No chance. Even if their were some miniscule possibility of it happening, it would be based around a POWER derivative and not x86. The PC is currently selling about 40 million games per year, consoles are selling 400 million. The consoles are currently all running PPC/POWER based chips- if their is a common platform, it will be using IBM's flavor of processors, not Intel or AMD's.
So from a business point of view, x86 is slower, larger, hotter and more expensive with the only benefit being ease of porting to the PC. Why would anyone take the x86 parts? Strictly from a cost perspective, going with a PowerVR licensed design along with using Cell IP would be the cheapest option they could get out of the gate, still nothing to do with using AMD or Intel.
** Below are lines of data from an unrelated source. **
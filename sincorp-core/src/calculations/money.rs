//! Peso amounts as shown on screen and on paper: `$1.234.567,50`.

use rust_decimal::Decimal;
use thiserror::Error;
use tracing::warn;

use super::common::round_half_up;

/// Error returned when operator text cannot be read as a peso amount.
#[derive(Debug, Error, PartialEq)]
#[error("invalid amount '{input}': {source}")]
pub struct ParseMoneyError {
    input: String,
    #[source]
    source: rust_decimal::Error,
}

/// Formats an amount with `.` thousands grouping and a `,` decimal mark.
///
/// `None` renders as `$0,00`. The sign is dropped: documents only ever
/// print magnitudes.
///
/// ```
/// use rust_decimal_macros::dec;
/// use sincorp_core::calculations::format_money;
///
/// assert_eq!(format_money(Some(dec!(1234567.5))), "$1.234.567,50");
/// assert_eq!(format_money(None), "$0,00");
/// ```
pub fn format_money(amount: Option<Decimal>) -> String {
    let Some(amount) = amount else {
        return "$0,00".to_string();
    };

    let mut rounded = round_half_up(amount.abs());
    rounded.rescale(2);
    let plain = rounded.to_string();
    let (integer, fraction) = plain.split_once('.').unwrap_or((plain.as_str(), "00"));

    format!("${},{}", group_thousands(integer), fraction)
}

fn group_thousands(digits: &str) -> String {
    let mut grouped = String::with_capacity(digits.len() + digits.len() / 3);
    for (i, c) in digits.chars().enumerate() {
        if i > 0 && (digits.len() - i) % 3 == 0 {
            grouped.push('.');
        }
        grouped.push(c);
    }
    grouped
}

/// Parses an amount written the local way: optional leading `$`, `.` as
/// grouping, `,` as decimal mark. Blank input is zero.
pub fn parse_money(text: &str) -> Result<Decimal, ParseMoneyError> {
    let trimmed = text.trim();
    let unsigned = trimmed.strip_prefix('$').unwrap_or(trimmed);
    let normalized: String = unsigned
        .chars()
        .filter(|c| *c != '.' && !c.is_whitespace())
        .map(|c| if c == ',' { '.' } else { c })
        .collect();

    if normalized.is_empty() {
        return Ok(Decimal::ZERO);
    }

    normalized.parse().map_err(|e| ParseMoneyError {
        input: text.to_string(),
        source: e,
    })
}

/// Reads a numeric line-item field, never failing.
///
/// Input goes through [`parse_money`], so `1.500` is fifteen hundred.
/// Blank or unreadable text counts as zero.
pub fn coerce_decimal(text: &str) -> Decimal {
    coerce_optional_decimal(text).unwrap_or(Decimal::ZERO)
}

/// Like [`coerce_decimal`] but keeps "nothing entered" distinguishable.
pub fn coerce_optional_decimal(text: &str) -> Option<Decimal> {
    if text.trim().is_empty() {
        return None;
    }
    match parse_money(text) {
        Ok(value) => Some(value),
        Err(e) => {
            warn!(input = %text, "coercing unreadable amount to zero: {}", e);
            None
        }
    }
}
Just an fyi the 36o & PS3 actually use the same IBM power PC CPU core.
One of Cell's cores is close in design to the 360's CPU, the chips are extremely different outside of that though. I have read the book btw.
Sony actually wanted the GPU integrated into the CPU.
Sony wanted to use software rendering ala Larrabee. Their idea was to use dual Cell's, one for CPU work and one for graphics rendering. KK was rather vocal and open about this, it was an utterly stupid idea that never had a chance of working, the realized this late in development and decided to go to nV for a quick fix. They never had intentions of using a traditional GPU integrated on die with their CPU.
That doesn't change the fact that Tegra 2 is limited compared to other ARM brands and is falling behind the mobile CPU curve.
Really, that is interesting. Could you please explain why every cell phone maker besides RIM and Apple have announced their next halo phones as being Tegra2 powered? I'm rather curious here, most of them have also announced Tegra2 tablets as being their high end option.